- Theatrical release poster
- Directed by: Mick Jackson
- Written by: James Hicks
- Produced by: Aaron Schwab Faye Schwab
- Starring: Gary Oldman; Dennis Hopper; Frances McDormand; Pamela Reed; Ned Beatty; M. Emmet Walsh;
- Cinematography: Andrew Dunn
- Edited by: Don Fairservice
- Music by: John E. Keane
- Distributed by: Hemdale Film Corporation
- Release dates: September 16, 1989 (TIFF); April 20, 1990 (United States);
- Running time: 97 minutes
- Country: United States
- Language: English
- Box office: $259,486

= Chattahoochee (film) =

1989 film by Mick Jackson

Chattahoochee is a 1989 American drama film directed by Mick Jackson and starring Gary Oldman and Dennis Hopper. The film is based on the real-life experiences of Chris Calhoun in a Florida state mental institution. Calhoun later met James Hicks who wrote the script.
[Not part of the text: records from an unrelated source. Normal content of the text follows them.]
//! Property tests for the round-trip and algebraic laws spec.md §8
//! expects of encoding conversion and the `+` operator's container rules.

use crate::encoding::Encoding;
use crate::node::{Node, NodeData};
use crate::operators::plus;
use crate::value::Value;
use proptest::prelude::*;
use qore_sink::ExceptionSink;

proptest! {
    /// Any ASCII-only string survives a utf-8 -> ascii -> utf-8 round trip
    /// unchanged, since every ASCII byte is representable in both.
    #[test]
    fn ascii_string_round_trips_through_ascii_encoding(s in "[\\x00-\\x7f]*") {
        let bytes = s.as_bytes();
        let as_ascii = Encoding::Utf8.convert(bytes, Encoding::Ascii).unwrap();
        let back = Encoding::Ascii.convert(&as_ascii, Encoding::Utf8).unwrap();
        prop_assert_eq!(back, bytes.to_vec());
    }

    /// `List + List -> List` always has length `lhs.len() + rhs.len()`
    /// (spec.md §4.H / §8 scenario 1's size law).
    #[test]
    fn list_plus_list_sums_lengths(a in prop::collection::vec(any::<i64>(), 0..8), b in prop::collection::vec(any::<i64>(), 0..8)) {
        let lhs = Value::from_list(a.iter().copied().map(Value::Int64).collect());
        let rhs = Value::from_list(b.iter().copied().map(Value::Int64).collect());
        let mut sink: ExceptionSink<Value> = ExceptionSink::new();
        let result = plus(&lhs, &rhs, &mut sink);
        let Value::Node(n) = &result else { panic!("expected list") };
        let NodeData::List(items) = n.data() else { panic!("expected list") };
        prop_assert_eq!(items.len(), a.len() + b.len());
    }

    /// `List + x -> List` (x not itself a List) always grows by exactly
    /// one element.
    #[test]
    fn list_plus_scalar_grows_by_one(a in prop::collection::vec(any::<i64>(), 0..8), x in any::<i64>()) {
        let lhs = Value::from_list(a.iter().copied().map(Value::Int64).collect());
        let mut sink: ExceptionSink<Value> = ExceptionSink::new();
        let result = plus(&lhs, &Value::Int64(x), &mut sink);
        let Value::Node(n) = &result else { panic!("expected list") };
        let NodeData::List(items) = n.data() else { panic!("expected list") };
        prop_assert_eq!(items.len(), a.len() + 1);
    }

    /// `Hash + Hash -> Hash` merges with right-side precedence; the
    /// result's key set is always the union of both operands' key sets
    /// (spec.md §8 scenario 2's key-union law).
    #[test]
    fn hash_plus_hash_key_set_is_union(
        l_keys in prop::collection::hash_set("[a-c]", 0..3),
        r_keys in prop::collection::hash_set("[a-c]", 0..3),
    ) {
        let mut l = indexmap::IndexMap::new();
        for k in &l_keys {
            l.insert(k.clone(), Value::Int64(1));
        }
        let mut r = indexmap::IndexMap::new();
        for k in &r_keys {
            r.insert(k.clone(), Value::Int64(2));
        }
        let lhs = Value::from_hash(l);
        let rhs = Value::from_hash(r);
        let mut sink: ExceptionSink<Value> = ExceptionSink::new();
        let result = plus(&lhs, &rhs, &mut sink);
        let Value::Node(n) = &result else { panic!("expected hash") };
        let NodeData::Hash(merged) = n.data() else { panic!("expected hash") };
        let expected: std::collections::HashSet<_> = l_keys.union(&r_keys).cloned().collect();
        let actual: std::collections::HashSet<_> = merged.keys().cloned().collect();
        prop_assert_eq!(actual, expected);
        for k in &r_keys {
            prop_assert_eq!(merged.get(k).unwrap().get_as_int64(), 2);
        }
    }

    /// `is_equal_hard` is always at least as strict as `is_equal_soft`:
    /// whenever two values are hard-equal they are also soft-equal.
    #[test]
    fn hard_equal_implies_soft_equal(a in any::<i64>(), b in any::<i64>()) {
        let va = Value::Int64(a);
        let vb = Value::Int64(b);
        if va.is_equal_hard(&vb) {
            prop_assert!(va.is_equal_soft(&vb));
        }
    }

    /// Binary concatenation length is always additive, and the prefix
    /// matches the left operand exactly.
    #[test]
    fn binary_plus_binary_concatenates_without_loss(a in prop::collection::vec(any::<u8>(), 0..16), b in prop::collection::vec(any::<u8>(), 0..16)) {
        let lhs = Value::Node(Node::new(NodeData::Binary(bytes::Bytes::from(a.clone()))));
        let rhs = Value::Node(Node::new(NodeData::Binary(bytes::Bytes::from(b.clone()))));
        let mut sink: ExceptionSink<Value> = ExceptionSink::new();
        let result = plus(&lhs, &rhs, &mut sink);
        let Value::Node(n) = &result else { panic!("expected binary") };
        let NodeData::Binary(combined) = n.data() else { panic!("expected binary") };
        prop_assert_eq!(combined.len(), a.len() + b.len());
        prop_assert_eq!(&combined[..a.len()], a.as_slice());
    }
}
It was turned down by several major studios before being accepted by Hemdale Film Corporation, a small British-owned, Los Angeles–based company that also produced Platoon, Hoosiers, The Last Emperor, and Salvador.

==Plot==
Emmett Foley is an American hero of the Korean War who attempts to commit suicide, first by provoking local police and then by shooting himself in the chest. After his recovery, he is sent to the Florida State Hospital, an institution in Chattahoochee, Florida, where he fights against doctors and staff who are terrorizing and torturing their patients. His efforts eventually led to sweeping reforms in the Florida mental health system.

==Basis==
The main character, Emmitt Foley, is a fictional character based on Chris Calhoun. Chattahoochee appeared in theaters nationwide May 11, 1990.
Another famous person institutionalized at Chattahoochee was Ruby McCollum, the African-American woman who shot state senator-elect, Dr. C. Leroy Adams in 1952. Her case brought many of these same practices to light.

==Reception==
Chattahoochee appeared in theaters nationwide May 11, 1990. (Theatrical Release Date: April 20, 1990) The film holds a 9% rating at Rotten Tomatoes based on 11 reviews, with an average score of 4.5 out of 10. Oldman compared the responses to Chattahoochee and his 1986 film Sid and Nancy, feeling the former was underappreciated and the latter overrated. He described Chattahoochee as "really good" work.